Artificial Intelligence: The term AI was coined at the famous Dartmouth summer research workshop. AI can be classified into a narrow or weak AI which relates to algorithm performing specific tasks and general or strong AI signifying broader human intelligence and decision-making. There are also different strands within AI including the Natural Language Processing (NLP) which relates to the rule based analysis of written language & Machine Learning which is associated with learning from experience and performing predictive analysis based on data training. 2017 was named the year of AI by both Forbes & Fortune due to confluence of a few events – First, large expensive supercomputers used for AI algorithmic processing were replaced with cheaper Graphical Processing Units (GPUs) with increased computational power originally produced for video games & Secondly, data storage costs continued to fall thus the huge amounts of data being collected through online activity & connected devices could now be gathered, stored and used much easily to train the machines. And finally, Major Cloud companies like Amazon’s AWS, Microsoft’s Azure, Google Cloud & Alibaba’s Aliyun incorporated AI into their services which included Open source Machine Learning frameworks which the client can experiment and incorporate easily into their operations.

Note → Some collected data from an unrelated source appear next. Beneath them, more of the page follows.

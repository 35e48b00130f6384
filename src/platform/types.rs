use std::collections::BTreeMap;

use serde_repr::Serialize_repr;

/// A 64-bit platform "community" id. All routing (invites, rosters,
/// messages) uses this form.
#[derive(Debug, Clone, Copy, PartialEq, Eq, Hash, PartialOrd, Ord)]
pub struct SteamId(pub u64);

impl SteamId {
    /// The 32-bit "account" projection, required by the kick-from-team
    /// call. The account number occupies the low 32 bits of the
    /// community form; the high bits carry universe/type/instance.
    pub fn account_id(self) -> u32 {
        (self.0 & 0xFFFF_FFFF) as u32
    }
}

impl std::fmt::Display for SteamId {
    fn fmt(&self, f: &mut std::fmt::Formatter<'_>) -> std::fmt::Result {
        write!(f, "{}", self.0)
    }
}

/// Lifecycle state of an external lobby, as reported in lobby updates.
#[derive(Debug, Clone, Copy, PartialEq, Eq, Serialize_repr)]
#[repr(u8)]
pub enum LobbyState {
    Ui = 0,
    ServerSetup = 1,
    Run = 2,
    Postgame = 3,
}

/// In-game progression, carried by some lobby updates.
#[derive(Debug, Clone, Copy, PartialEq, Eq, Serialize_repr)]
#[repr(u8)]
pub enum GameState {
    Init = 0,
    Starting = 1,
    HeroSelection = 2,
    StrategyTime = 3,
    PreGame = 4,
    InProgress = 5,
    PostGame = 6,
}

/// Outcome of a finished match. The numeric values mirror the
/// platform's wire encoding.
#[derive(Debug, Clone, Copy, PartialEq, Eq, Serialize_repr)]
#[repr(u8)]
pub enum MatchOutcome {
    Unknown = 0,
    RadiantWin = 2,
    DireWin = 3,
}

/// Seat assignment of one lobby member.
#[derive(Debug, Clone, Copy, PartialEq, Eq)]
pub enum LobbyTeam {
    /// The radiant side.
    GoodGuys,
    /// The dire side.
    BadGuys,
    Spectator,
    /// Member has not picked a seat.
    Unassigned,
}

/// One entry of a lobby update's member list.
#[derive(Debug, Clone)]
pub struct LobbyMember {
    pub steam_id: SteamId,
    pub team: LobbyTeam,
    pub name: String,
    pub slot: u32,
}

/// Snapshot delivered with every `lobby_changed` event.
#[derive(Debug, Clone)]
pub struct LobbyUpdate {
    pub lobby_id: u64,
    pub state: LobbyState,
    pub game_state: Option<GameState>,
    /// Assigned by the platform once the lobby starts.
    pub match_id: Option<u64>,
    pub match_outcome: Option<MatchOutcome>,
    pub members: Vec<LobbyMember>,
}

/// Relationship status of a friend-list entry.
#[derive(Debug, Clone, Copy, PartialEq, Eq)]
pub enum FriendRelationship {
    Friend,
    /// The other party sent us a friend request.
    RequestRecipient,
    /// We sent them a request that is still pending.
    RequestInitiator,
}

/// A scalar value of one lobby-configuration key.
#[derive(Debug, Clone, PartialEq)]
pub enum OptionValue {
    Int(i64),
    Bool(bool),
    Text(String),
}

/// Lobby configuration as a key→scalar map, the shape in which the
/// platform's dynamic config snapshot is handled. Ordered so that logs
/// and tests are stable.
pub type LobbyOptions = BTreeMap<String, OptionValue>;

/// The lobby-configuration keys this service is willing to read back
/// from a snapshot and push again. Everything else the platform may
/// have stashed in the snapshot is dropped rather than round-tripped.
pub const LOBBY_OPTION_WHITELIST: [&str; 16] = [
    "game_name",
    "server_region",
    "game_mode",
    "visibility",
    "pass_key",
    "series_type",
    "dota_tv_delay",
    "allow_cheats",
    "fill_with_bots",
    "intro_mode",
    "start_setup",
    "pause_setting",
    "leagueid",
    "bot_difficulty",
    "allow_spectating",
    "allchat",
];

/// Keep only the whitelisted keys of a lobby-options snapshot.
pub fn filter_options(snapshot: LobbyOptions) -> LobbyOptions {
    snapshot
        .into_iter()
        .filter(|(key, _)| LOBBY_OPTION_WHITELIST.contains(&key.as_str()))
        .collect()
}
use std::sync::Mutex;

use crate::config::Credentials;

/// The bounded set of game-client credential slots.
///
/// A slot is the unit of concurrency: it is acquired before a
/// supervisor is spawned, and released only after that supervisor has
/// torn down, on every terminal path. The pool is the only authority
/// over the in-use flags; credential ownership travels with the slot
/// index.
pub struct CredentialPool {
    credentials: Vec<Credentials>,
    in_use: Mutex<Vec<bool>>,
}

impl CredentialPool {
    pub fn new(credentials: Vec<Credentials>) -> CredentialPool {
        let n = credentials.len();
        assert!(n > 0, "pool needs at least one credential pair");
        CredentialPool {
            credentials,
            in_use: Mutex::new(vec![false; n]),
        }
    }

    /// Number of slots, free or not.
    pub fn size(&self) -> usize {
        self.credentials.len()
    }

    /// Mark the first free slot as in use and return its index, or
    /// `None` if every slot is taken. The smallest index wins, so slot
    /// usage is deterministic.
    pub fn acquire(&self) -> Option<usize> {
        let mut in_use = self.in_use.lock().unwrap();
        let slot = in_use.iter().position(|used| !used)?;
        in_use[slot] = true;
        log::debug!("acquired client slot {}", slot);
        Some(slot)
    }

    /// Return a slot to the free set. Releasing a free slot is a no-op.
    pub fn release(&self, slot: usize) {
        let mut in_use = self.in_use.lock().unwrap();
        if in_use[slot] {
            in_use[slot] = false;
            log::debug!("released client slot {}", slot);
        }
    }

    /// The credentials owned by a slot.
    pub fn credentials(&self, slot: usize) -> &Credentials {
        &self.credentials[slot]
    }

    /// How many slots are currently in use.
    pub fn active_count(&self) -> usize {
        self.in_use.lock().unwrap().iter().filter(|u| **u).count()
    }
}
use std::str::FromStr;
use std::sync::Arc;

use anyhow::Result;
use async_trait::async_trait;
use include_dir::{include_dir, Dir};

use crate::database::queries::Store;
use crate::database::structs::*;
use crate::platform::SteamId;

/// Connect to the Postgres database and open a connection pool.
pub async fn pg_connect(connection: &str) -> Result<Arc<dyn Store>> {
    let config = tokio_postgres::config::Config::from_str(connection)?;

    log::debug!("using postgres connection config:");
    log::debug!("{:?}", config);

    let pg_mgr = bb8_postgres::PostgresConnectionManager::new(config, tokio_postgres::NoTls);

    let pool = bb8::Pool::builder().build(pg_mgr).await?;

    Ok(Arc::new(PostgresClient(pool)) as Arc<dyn Store>)
}

/// A connection pool that maintains a set of open
/// connections to the database, handing them out for
/// repeated use.
type PostgresPool = bb8::Pool<bb8_postgres::PostgresConnectionManager<tokio_postgres::NoTls>>;

#[derive(Clone)]
struct PostgresClient(PostgresPool);

#[async_trait]
impl Store for PostgresClient {
    async fn migrate(&self) -> Result<()> {
        // Include all migration statements at compile-time:
        static MIGRATION_DIR: Dir = include_dir!("$CARGO_MANIFEST_DIR/src/res/migrations");

        let stmts = |nb: usize| {
            MIGRATION_DIR
                .get_file(format!("{}.sql", nb))
                .and_then(|f| f.contents_utf8())
                .unwrap_or_else(|| panic!("failed to find statements for migration {}", nb))
        };

        let mut conn = self.0.get().await?;
        let transaction = conn.transaction().await?;

        // Run the initial 'migration' that only creates the metadata
        // table if it doesn't exist.
        transaction.batch_execute(stmts(0)).await?;

        // Get the most recently executed migration number.
        let at_migration: usize = {
            let stmt = "SELECT at_migration FROM marshal.meta";
            let row = transaction.query_one(stmt, &[]).await?;
            row.get::<usize, i32>(0) as usize
        };
        log::debug!("database at migration {}", at_migration);

        let most_recent_migration: usize = MIGRATION_DIR.files().count() - 1;
        let pending_migrations = at_migration + 1..most_recent_migration + 1;
        for i in pending_migrations {
            log::info!("run database migration {}...", i);
            transaction.batch_execute(stmts(i)).await?;
            let stmt = "UPDATE marshal.meta SET at_migration = $1";
            transaction.execute(stmt, &[&(i as i32)]).await?;
        }

        transaction.commit().await?;
        Ok(())
    }

    async fn player(&self, player_id: i64) -> Result<Option<User>> {
        let conn = self.0.get().await?;
        let stmt = r#"
            SELECT player_id, steam_id, rating, registered_at
            FROM marshal.users
            WHERE player_id = $1
        "#;
        let row = conn.query_opt(stmt, &[&player_id]).await?;
        Ok(row.map(User::from))
    }

    async fn upsert_player(&self, user: &User) -> Result<()> {
        let conn = self.0.get().await?;
        let stmt = r#"
            INSERT INTO marshal.users
                (player_id, steam_id, rating, registered_at)
            VALUES
                ($1, $2, $3, $4)
            ON CONFLICT (player_id)
            DO UPDATE SET
                steam_id = excluded.steam_id,
                rating = excluded.rating
        "#;
        let _ = conn
            .execute(
                stmt,
                &[
                    &user.player_id,
                    &(user.steam_id.0 as i64),
                    &user.rating,
                    &user.registered_at,
                ],
            )
            .await?;
        Ok(())
    }

    async fn rating(&self, player_id: i64) -> Result<Option<i32>> {
        let conn = self.0.get().await?;
        let stmt = "SELECT rating FROM marshal.users WHERE player_id = $1";
        let row = conn.query_opt(stmt, &[&player_id]).await?;
        Ok(row.map(|r| r.get(0)))
    }

    async fn set_rating(&self, player_id: i64, rating: i32) -> Result<()> {
        let conn = self.0.get().await?;
        let stmt = "UPDATE marshal.users SET rating = $2 WHERE player_id = $1";
        let _ = conn.execute(stmt, &[&player_id, &rating]).await?;
        Ok(())
    }

    async fn steam_id(&self, player_id: i64) -> Result<Option<SteamId>> {
        let conn = self.0.get().await?;
        let stmt = "SELECT steam_id FROM marshal.users WHERE player_id = $1";
        let row = conn.query_opt(stmt, &[&player_id]).await?;
        Ok(row.map(|r| SteamId(r.get::<_, i64>(0) as u64)))
    }

    async fn next_game_id(&self) -> Result<i64> {
        let conn = self.0.get().await?;
        let stmt = r#"
            UPDATE marshal.game_counter
            SET counter = counter + 1
            WHERE id = 1
            RETURNING counter
        "#;
        let row = conn.query_one(stmt, &[]).await?;
        Ok(row.get(0))
    }

    async fn insert_match(&self, row: &MatchRow, players: &[MatchPlayerRow]) -> Result<()> {
        let mut conn = self.0.get().await?;
        let transaction = conn.transaction().await?;

        let stmt = r#"
            INSERT INTO marshal.matches
                (match_id, lobby_id, game_id, game_mode, server_region,
                 lobby_type, league_id, state, winning_team)
            VALUES
                ($1, $2, $3, $4, $5, $6, $7, $8, $9)
        "#;
        let _ = transaction
            .execute(
                stmt,
                &[
                    &row.match_id,
                    &row.lobby_id,
                    &row.game_id,
                    &row.game_mode,
                    &row.server_region,
                    &row.lobby_type,
                    &row.league_id,
                    &row.state,
                    &row.winning_team,
                ],
            )
            .await?;

        let stmt = r#"
            INSERT INTO marshal.match_players
                (match_id, player_id, team, rating_at_start)
            VALUES
                ($1, $2, $3, $4)
        "#;
        for player in players {
            let _ = transaction
                .execute(
                    stmt,
                    &[
                        &player.match_id,
                        &player.player_id,
                        &(player.team as i16),
                        &player.rating_at_start,
                    ],
                )
                .await?;
        }

        transaction.commit().await?;
        Ok(())
    }

    async fn finalize_match(&self, match_id: i64, winning_team: WinningTeam) -> Result<()> {
        let conn = self.0.get().await?;
        let stmt = r#"
            UPDATE marshal.matches
            SET state = 'ended', winning_team = $2
            WHERE match_id = $1
        "#;
        let _ = conn.execute(stmt, &[&match_id, &winning_team]).await?;
        Ok(())
    }

    async fn unfinished_matches(&self) -> Result<Vec<MatchRow>> {
        let conn = self.0.get().await?;
        let stmt = r#"
            SELECT match_id, lobby_id, game_id, game_mode, server_region,
                   lobby_type, league_id, state, winning_team
            FROM marshal.matches
            WHERE state <> 'ended'
            ORDER BY game_id
        "#;
        let rows = conn.query(stmt, &[]).await?;
        Ok(rows.into_iter().map(MatchRow::from).collect())
    }
}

AI is rapidly changing the Fintech interfaces varying from facial & voice recognition for identity management to chatbots, and can then provide personal recommendations based on clients’ preferences and algorithmic matching of needs. AI has also helped some alternative finance companies to venture into new business models of intelligent analysis of customer data rather than just providing fund flow. For example, some Chinese Fintech startups which started off as P2P lending platforms have moved to providing credit analysis & scoring to institutional investors and lenders that are serving in the lending marketplace.
The alternative finance place continues to evolve at a brisk pace and with the intertwined nature of these emerging technologies, we are moving to a completely digitized global economy, the ultimate goal of such development, however, should be the creation of an Ecosystem which is sustainable, efficient, reliable and beneficial to all.